On Friday, the Alberta government introduced new protections for renters. Here's what that means.
What if I can't pay my rent, or what if my tenant can't pay?
Tenants can't be evicted for non-payment of rent before May 1, the government of Alberta said.
Instead, the province is asking landlords and tenants to communicate with each other and develop a payment plan while the public health state of emergency is in place.
"We are expecting landlords and tenants to work together to figure out payment plans that help everyone meet financial obligations as we manage COVID-19, and we are doing further policy work on support for renters during these tough times," Premier Jason Kenney said Friday.
However, landlords can still evict tenants if the reason for eviction isn't related to not paying rent — for example, if there's a safety concern or a tenant is partaking in criminal activity.
If rent isn't paid, can landlords charge a late fee?
Starting April 1, landlords can't charge late fees on rent for the next three months, even if there's a signed agreement stating late fees can be applied. Those late fees can't be collected retroactively, either.
Can landlords hike rent?
No, rent cannot be increased while the province's state of emergency remains in effect — even if notice of a rent hike was already delivered. That counts for both residential properties and mobile home sites.
Who do I contact if my landlord/tenant and I can't resolve an issue?
In the event of a dispute, either party can turn to the Residential Tenancy Dispute Resolution Service. But, the dispute resolution service won't hear disputes about payments unless, the province says, a reasonable attempt has been made to work out the issue first.
Because of COVID-19 concerns, all hearings are being conducted by telephone.
"Non-urgent applications, such as for damages or return of the security deposit, are being received, but will not be scheduled for hearing while COVID-19 is being managed," the province said.
The Consumer Contact Centre can provide information on many topics related to landlords and tenants. Call 780-427-4088 or toll free 1-877-427-4088.
You can also refer to the Residential Tenancies Act (RTA) Handbook.
What other financial supports are available?
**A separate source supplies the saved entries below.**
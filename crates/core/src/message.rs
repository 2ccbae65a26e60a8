//! Message domain types.
//!
//! These are the value objects that flow through the whole system:
//! user types a line → Agent records it → Provider generates a reply →
//! Agent records the reply.

use chrono::{DateTime, Utc};
use serde::{Deserialize, Serialize};

/// The role of a message sender in a conversation.
///
/// Tool output is recorded with the `System` role; there is no dedicated
/// tool role in this protocol.
#[derive(Debug, Clone, Copy, PartialEq, Eq, Hash, Serialize, Deserialize)]
#[serde(rename_all = "lowercase")]
pub enum Role {
    /// System instructions and tool output
    System,
    /// The end user
    User,
    /// The AI assistant
    Assistant,
}

impl Role {
    /// The lowercase wire name of this role.
    pub fn as_str(&self) -> &'static str {
        match self {
            Role::System => "system",
            Role::User => "user",
            Role::Assistant => "assistant",
        }
    }
}

impl std::fmt::Display for Role {
    fn fmt(&self, f: &mut std::fmt::Formatter<'_>) -> std::fmt::Result {
        f.write_str(self.as_str())
    }
}

/// A single recorded message. Immutable once created.
#[derive(Debug, Clone, Serialize, Deserialize)]
pub struct Message {
    role: Role,
    content: String,
    created_at: DateTime<Utc>,
}

impl Message {
    /// Create a message stamped with the current time.
    pub fn new(role: Role, content: impl Into<String>) -> Self {
        Self {
            role,
            content: content.into(),
            created_at: Utc::now(),
        }
    }

    pub fn role(&self) -> Role {
        self.role
    }

    pub fn content(&self) -> &str {
        &self.content
    }

    pub fn created_at(&self) -> DateTime<Utc> {
        self.created_at
    }

    /// The role/content pair sent to a generation backend.
    pub fn to_chat_message(&self) -> ChatMessage {
        ChatMessage {
            role: self.role,
            content: self.content.clone(),
        }
    }
}

/// A role/content pair, the shape a generation backend consumes.
#[derive(Debug, Clone, PartialEq, Eq, Serialize, Deserialize)]
pub struct ChatMessage {
    pub role: Role,
    pub content: String,
}

impl ChatMessage {
    pub fn new(role: Role, content: impl Into<String>) -> Self {
        Self {
            role,
            content: content.into(),
        }
    }
}
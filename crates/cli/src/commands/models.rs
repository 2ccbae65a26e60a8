//! `olla models`: List the models pulled on the Ollama server.

use olla_core::provider::Provider;
use super::Overrides;

pub async fn run(overrides: Overrides) -> Result<(), Box<dyn std::error::Error>> {
    let config = super::load_config(overrides)?;
    let provider = olla_providers::build_from_config(&config)?;

    let models = provider
        .list_models()
        .await
        .map_err(|e| format!("Could not reach Ollama at {}: {e}", config.ollama.base_url))?;

    if models.is_empty() {
        println!("  No models found. Pull one with `olla pull {}`.", config.model);
        return Ok(());
    }

    println!("  Models on {}:", config.ollama.base_url);
    for name in &models {
        let marker = if is_configured(name, &config.model) { "*" } else { " " };
        println!("  {marker} {name}");
    }
    println!();
    println!("  * = configured model ({})", config.model);

    Ok(())
}

/// `llama3` matches the server's `llama3:latest`.
pub(crate) fn is_configured(listed: &str, configured: &str) -> bool {
    listed == configured || listed.strip_suffix(":latest") == Some(configured)
}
The province has unveiled a $7.7-billion package to help alleviate financial burdens brought on by the COVID-19 crisis.
Here are some of the other supports included:
- A one-time, emergency isolation support payment of $1,146 if an Albertan has a significant loss of income due to needing to self-isolate, or if they have no other source of compensation.
- ATB customers can apply for deferrals on mortgages, loans and lines of credit, and other credit unions are also implementing supports.
- Interest on student loans is waived for six months, and payments can be deferred for the same period of time.
- Utility payments can be deferred for 90 days.
Albertans might also be eligible for federal supports like EI, the Canada Emergency Response Benefit, the increased Canada Child Benefit and the GST rebate increase.
OK, so what about if I have a mortgage?
Federal Finance Minister Bill Morneau asked the heads of Canada's big banks to allow people to defer mortgage payments for up to six months.
Banks responded by issuing a statement saying they "have made a commitment to work with personal and small business banking customers on a case-by-case basis to provide flexible solutions to help them manage through challenges such as pay disruption due to COVID-19; child-care disruption due to school closures; or those facing illness from COVID-19." Some credit unions have begun offering deferrals as well.
But, not everyone has been able to access that support, and it's been unclear who qualifies for a mortgage deferral with each institution and what level of support they will receive.